When I first saw the film, Ethan Hawke felt like my hero, and undeniably he stirred carnal thoughts in young Ian, and I would go on to devour his direction of the music video for “Stay” [groundbreaking!] and his novel The Hottest State [heartbreaking!]. I was in love, a crush that started with Hawke’s dreamy defiance in Dead Poets Society [1989]. He would become 1990s cinema’s poster boy or heartthrob of ennui, following up this 1994 film with a series of roles that consolidated his stature: Jesse in Before Sunrise [1995], Jerome in Gattaca [1997], Finn in Great Expectations [1998], Ishmael in Snow Falling on Cedars [1999], the Prince of Denmark in Hamlet [2000], and Jesse [again] in Waking Life [2001]. (They’re all variations of Troy, if you think about it.) But his adult, Oscar-nominated turn in Training Day [2001], where he plays a rookie cop initiated into corruption, would punctuate that run, and end his reign as dreamy slacker prince.

In the meantime, this 1994 movie, which was not a box office hit when it premiered [it landed fifth in its opening weekend], has only grown in stature, become a cult hit, and end up as a calling card for one generation. It would teach us quips such as, “A master at the art of time suckage,” or “A non-practicing virgin,” or “There’s no secret handshake. There’s an IQ prerequisite. But there’s no secret handshake,” or “I am not required to make the world a better place,” or “You have reached the winter of our discontent,” or “He’s the reason Cliffs Notes were invented,” or “My goal is … I’d like a career or something,” or this gem: “Evian is naive spelled backwards.”

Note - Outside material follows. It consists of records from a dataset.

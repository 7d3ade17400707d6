//! wild-central daemon
//!
//! Serves the configuration API, renders the dnsmasq config and provisions
//! PXE boot assets for Talos nodes.

use anyhow::{Context, Result};
use std::path::PathBuf;
use std::sync::Arc;
use std::time::Instant;
use tracing::{error, info};
use wild_central_common::Config;
use wild_central_dnsmasq::DnsmasqGenerator;

#[cfg(unix)]
use tokio::signal::unix::{signal, SignalKind};

pub mod api;
pub mod assets;
pub mod paths;
pub mod provisioning;
pub mod status;

#[cfg(test)]
pub(crate) mod test_helpers;

use crate::assets::{AssetProvisioner, AssetSources};
use crate::paths::DataManager;
use crate::provisioning::ProvisioningService;

/// Shared state handed to every request handler
#[derive(Clone)]
pub struct AppState {
    pub provisioning: Arc<ProvisioningService>,
    pub started_at: Instant,
}

impl AppState {
    pub fn new(provisioning: Arc<ProvisioningService>) -> Self {
        Self {
            provisioning,
            started_at: Instant::now(),
        }
    }
}

/// Process-level settings that are not part of the configuration document
#[derive(Debug, Clone)]
pub struct ServerOptions {
    /// Development layout rooted here instead of auto-detecting
    pub data_dir: Option<PathBuf>,
    /// Directory the UI is served from
    pub static_dir: PathBuf,
}

impl Default for ServerOptions {
    fn default() -> Self {
        Self {
            data_dir: None,
            static_dir: PathBuf::from("static"),
        }
    }
}

/// Resolve paths, prepare the data directory and load the configuration
pub async fn build_service(data_dir: Option<PathBuf>) -> Result<ProvisioningService> {
    let manager = DataManager::detect(data_dir)?;
    manager
        .initialize()
        .await
        .context("Failed to initialize data directory")?;

    let paths = manager.paths().clone();
    let assets = AssetProvisioner::new(&paths.assets_dir, AssetSources::default());
    let service = ProvisioningService::new(paths, DnsmasqGenerator::new(), assets);
    service.load_initial().await;
    Ok(service)
}

/// Run the HTTP server until Ctrl+C or SIGTERM
pub async fn run(options: ServerOptions) -> Result<()> {
    let service = Arc::new(build_service(options.data_dir).await?);

    let addr = service
        .current()
        .await
        .unwrap_or_else(Config::default)
        .listen_addr();
    let app = api::app_router(AppState::new(service), &options.static_dir);

    let listener = tokio::net::TcpListener::bind(&addr)
        .await
        .with_context(|| format!("Failed to bind {}", addr))?;
    info!(
        addr = %listener.local_addr().context("Failed to get local address")?,
        static_dir = %options.static_dir.display(),
        "wild-central listening"
    );

    axum::serve(listener, app)
        .with_graceful_shutdown(shutdown_signal())
        .await
        .context("Server error")?;

    info!("Shutdown complete");
    Ok(())
}

async fn shutdown_signal() {
    let ctrl_c = async {
        if let Err(e) = tokio::signal::ctrl_c().await {
            error!("Failed to listen for Ctrl+C: {}", e);
        }
        info!("Received Ctrl+C");
    };

    #[cfg(unix)]
    let terminate = async {
        match signal(SignalKind::terminate()) {
            Ok(mut sig) => {
                sig.recv().await;
                info!("Received SIGTERM");
            }
            Err(e) => {
                error!("Failed to install SIGTERM handler: {}", e);
                std::future::pending::<()>().await;
            }
        }
    };

    #[cfg(not(unix))]
    let terminate = std::future::pending::<()>();

    tokio::select! {
        _ = ctrl_c => {},
        _ = terminate => {},
    }
    info!("Shutting down");
}

#[cfg(test)]
mod tests {
    use super::*;

    #[tokio::test]
    async fn test_build_service_initializes_data_dir() {
        let tmp = tempfile::tempdir().unwrap();
        let root = tmp.path().join("wild");

        let service = build_service(Some(root.clone())).await.unwrap();

        assert!(root.join("logs").is_dir());
        assert!(root.join("assets").is_dir());
        assert!(service.current().await.is_none());
    }

    #[tokio::test]
    async fn test_build_service_loads_existing_config() {
        let tmp = tempfile::tempdir().unwrap();
        std::fs::write(
            tmp.path().join("config.yaml"),
            "server:\n  port: 6060\ncloud:\n  domain: example.test\n",
        )
        .unwrap();

        let service = build_service(Some(tmp.path().to_path_buf())).await.unwrap();
        let cfg = service.current().await.unwrap();

        assert_eq!(cfg.domain(), "example.test");
        assert_eq!(cfg.listen_addr(), "0.0.0.0:6060");
    }

    #[tokio::test]
    async fn test_build_service_tolerates_malformed_config() {
        let tmp = tempfile::tempdir().unwrap();
        std::fs::write(tmp.path().join("config.yaml"), "cloud: [").unwrap();

        let service = build_service(Some(tmp.path().to_path_buf())).await.unwrap();
        assert!(service.current().await.is_none());
    }
}
//! iPXE script generation
//!
//! Produces the `boot.ipxe` served to nodes once they have chainloaded iPXE.

use crate::error::{IpxeError, Result};

/// Kernel arguments for Talos on bare metal. These never come from the
/// cluster configuration.
pub const TALOS_KERNEL_ARGS: &[&str] = &[
    "talos.platform=metal",
    "console=tty0",
    "init_on_alloc=1",
    "slab_nomerge",
    "pti=on",
    "consoleblank=0",
    "nvme_core.io_timeout=4294967295",
    "printk.devkmsg=on",
    "ima_template=ima-ng",
    "ima_appraise=fix",
    "ima_hash=sha512",
    "selinux=1",
    "net.ifnames=0",
];

/// Default architecture directory the kernel and initramfs are served from
pub const DEFAULT_ARCH: &str = "amd64";

/// Configuration for iPXE script generation
#[derive(Debug, Clone)]
pub struct IpxeConfig {
    /// Host (address, optionally with port) serving the boot assets over HTTP
    pub http_host: String,

    /// Architecture subdirectory holding `vmlinuz` and `initramfs.xz`
    pub arch: String,

    /// Kernel command line, in order
    pub kernel_params: Vec<String>,
}

impl IpxeConfig {
    /// Create a config serving assets from `http_host` with the Talos defaults
    pub fn new(http_host: impl Into<String>) -> Self {
        Self {
            http_host: http_host.into(),
            arch: DEFAULT_ARCH.to_string(),
            kernel_params: TALOS_KERNEL_ARGS.iter().map(|a| a.to_string()).collect(),
        }
    }

    /// Serve assets for a different architecture
    pub fn with_arch(mut self, arch: impl Into<String>) -> Self {
        self.arch = arch.into();
        self
    }

    /// Append a kernel parameter
    pub fn with_kernel_param(mut self, param: impl Into<String>) -> Self {
        self.kernel_params.push(param.into());
        self
    }

    fn asset_url(&self, file: &str) -> String {
        format!("http://{}/{}/{}", self.http_host, self.arch, file)
    }

    /// URL the script loads the kernel from
    pub fn kernel_url(&self) -> String {
        self.asset_url("vmlinuz")
    }

    /// URL the script loads the initramfs from
    pub fn initramfs_url(&self) -> String {
        self.asset_url("initramfs.xz")
    }
}

/// iPXE script generator
#[derive(Debug, Clone)]
pub struct IpxeScriptGenerator {
    config: IpxeConfig,
}

impl IpxeScriptGenerator {
    /// Create a new script generator
    pub fn new(config: IpxeConfig) -> Self {
        Self { config }
    }

    /// Generate the Talos boot script
    pub fn generate(&self) -> Result<String> {
        if self.config.http_host.is_empty() {
            return Err(IpxeError::MissingHttpHost);
        }
        if self.config.arch.is_empty() {
            return Err(IpxeError::MissingArch {
                host: self.config.http_host.clone(),
            });
        }

        let mut script = String::from("#!ipxe\n");
        script.push_str("imgfree\n");
        script.push_str(&format!(
            "kernel {} {}\n",
            self.config.kernel_url(),
            self.config.kernel_params.join(" ")
        ));
        script.push_str(&format!("initrd {}\n", self.config.initramfs_url()));
        script.push_str("boot\n");

        Ok(script)
    }
}
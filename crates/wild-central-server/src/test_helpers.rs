//! Test helpers for wild-central-server
//!
//! Builds service instances rooted in scratch directories and runs a local
//! stand-in for the Talos image factory and the iPXE loader host.

use crate::assets::{AssetProvisioner, AssetSources, LoaderSource, ARCH};
use crate::paths::DataPaths;
use crate::provisioning::ProvisioningService;
use crate::AppState;
use axum::{
    body::Bytes,
    extract::{Path as UrlPath, State},
    http::StatusCode,
    routing::{get, post},
    Router,
};
use std::net::SocketAddr;
use std::path::Path;
use std::sync::Arc;
use tokio::sync::Mutex;
use wild_central_common::Config;
use wild_central_dnsmasq::{DnsmasqGenerator, RestartCommand};

/// Smallest configuration that passes the usable check
pub fn usable_config() -> Config {
    let mut cfg = Config::default();
    cfg.cloud.domain = "example.test".to_string();
    cfg.cloud.internal_domain = "internal.example.test".to_string();
    cfg.cloud.dns.ip = "10.0.0.5".to_string();
    cfg.cloud.router.ip = "10.0.0.1".to_string();
    cfg.cloud.dhcp_range = "10.0.0.100,10.0.0.200".to_string();
    cfg.cloud.dnsmasq.interface = "eth0".to_string();
    cfg.cluster.endpoint_ip = "10.0.0.5".to_string();
    cfg.cluster.nodes.talos.version = "v1.2.3".to_string();
    cfg
}

/// Service using the development layout under `root`. The restart command is
/// `true` so nothing on the host is touched, and asset sources point at an
/// unroutable address.
pub fn test_service(root: &Path) -> ProvisioningService {
    let paths = DataPaths::development(root);
    let sources = AssetSources {
        factory_url: "http://127.0.0.1:1".to_string(),
        pxe_url: "http://127.0.0.1:1".to_string(),
        loaders: Vec::new(),
    };
    ProvisioningService::new(
        paths.clone(),
        DnsmasqGenerator::new().with_restart_command(RestartCommand::new("true")),
        AssetProvisioner::new(&paths.assets_dir, sources),
    )
}

/// App state wrapping [`test_service`]
pub fn create_test_app_state(root: &Path) -> AppState {
    AppState::new(Arc::new(test_service(root)))
}

/// API router backed by a scratch directory
pub fn create_test_api_router(root: &Path) -> Router {
    crate::api::api_router().with_state(create_test_app_state(root))
}

/// API router around a service built by the caller
pub fn create_test_api_router_for(service: ProvisioningService) -> Router {
    crate::api::api_router().with_state(AppState::new(Arc::new(service)))
}

/// Behaviour of the mock image factory
#[derive(Debug, Clone)]
pub struct MockFactory {
    pub schematic_status: u16,
    pub schematic_body: String,
    pub initramfs_missing: bool,
    pub loaders_missing: bool,
}

impl Default for MockFactory {
    fn default() -> Self {
        Self {
            schematic_status: 200,
            schematic_body: r#"{"id":"abc123"}"#.to_string(),
            initramfs_missing: false,
            loaders_missing: false,
        }
    }
}

#[derive(Clone)]
struct MockState {
    behaviour: Arc<MockFactory>,
    received_schematic: Arc<Mutex<Option<String>>>,
}

/// A running mock factory
pub struct MockFactoryServer {
    addr: SocketAddr,
    received_schematic: Arc<Mutex<Option<String>>>,
}

impl MockFactoryServer {
    fn base_url(&self) -> String {
        format!("http://{}", self.addr)
    }

    /// Sources pointing every stage at this server
    pub fn sources(&self) -> AssetSources {
        let base = self.base_url();
        AssetSources {
            factory_url: base.clone(),
            pxe_url: base.clone(),
            loaders: vec![
                LoaderSource::new(format!("{}/ipxe.efi", base), "ipxe.efi"),
                LoaderSource::new(format!("{}/undionly.kpxe", base), "undionly.kpxe"),
                LoaderSource::new(format!("{}/arm64-efi/ipxe.efi", base), "ipxe-arm64.efi"),
            ],
        }
    }

    /// Body of the last schematic request, if one arrived
    pub async fn schematic_body(&self) -> Option<String> {
        self.received_schematic.lock().await.clone()
    }
}

/// Start a mock factory on an ephemeral port
pub async fn spawn_mock_factory(behaviour: MockFactory) -> MockFactoryServer {
    let received_schematic = Arc::new(Mutex::new(None));
    let state = MockState {
        behaviour: Arc::new(behaviour),
        received_schematic: received_schematic.clone(),
    };

    let app = Router::new()
        .route("/schematics", post(mock_schematic))
        .route("/image/{id}/{version}/{file}", get(mock_image))
        .route("/ipxe.efi", get(mock_loader))
        .route("/undionly.kpxe", get(mock_loader))
        .route("/arm64-efi/ipxe.efi", get(mock_loader))
        .with_state(state);

    let listener = tokio::net::TcpListener::bind("127.0.0.1:0")
        .await
        .expect("Failed to bind mock factory");
    let addr = listener.local_addr().expect("Failed to read mock factory address");
    tokio::spawn(async move {
        axum::serve(listener, app).await.ok();
    });

    MockFactoryServer {
        addr,
        received_schematic,
    }
}

async fn mock_schematic(State(state): State<MockState>, body: String) -> (StatusCode, String) {
    *state.received_schematic.lock().await = Some(body);
    let status = StatusCode::from_u16(state.behaviour.schematic_status)
        .unwrap_or(StatusCode::INTERNAL_SERVER_ERROR);
    (status, state.behaviour.schematic_body.clone())
}

async fn mock_image(
    State(state): State<MockState>,
    UrlPath((id, version, file)): UrlPath<(String, String, String)>,
) -> (StatusCode, String) {
    if file == format!("kernel-{}", ARCH) {
        (StatusCode::OK, format!("kernel {} {}", id, version))
    } else if file == format!("initramfs-{}.xz", ARCH) && !state.behaviour.initramfs_missing {
        (StatusCode::OK, format!("initramfs {} {}", id, version))
    } else {
        (StatusCode::NOT_FOUND, String::new())
    }
}

async fn mock_loader(State(state): State<MockState>) -> (StatusCode, Bytes) {
    if state.behaviour.loaders_missing {
        return (StatusCode::NOT_FOUND, Bytes::new());
    }
    (StatusCode::OK, Bytes::from_static(b"loader"))
}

Stiller would go on to make other films — The Cable Guy [1996], the Zoolander movies [2001 and 2016], and Tropic Thunder [2008] — but for me, 2013’s The Secret Life of Walter Mitty would prove equal to the generational examination and reckoning he first ventured into in his 1994 directing debut.

In Walter Mitty, the Gen X persona has become middle-aged and burnt out, dreaming of escape from the choices he has made. In his youth, he rallied against the consumerism and compromise of the Boom Generation, but here is, finding out we are all the same under our skin, reality biting forever. But at least in the movie he finds escape, and redemption — because The Secret Life of Walter Mitty is our final fantasy and antidote to “I don’t know.”

No such antidotes exist for a slew of Ben Stiller Gen X characters in movies directed by others, especially those dealing with middle age: Noah Baumbach’s Greenberg [2010] and While We’re Young [2014], and Mike White’s Brad’s Status [2017] — his persona still lost in the sea of “I don’t know,” but finding grace that perhaps it’s fine to flail, as long as you strive to be a better human being against all the existential odds.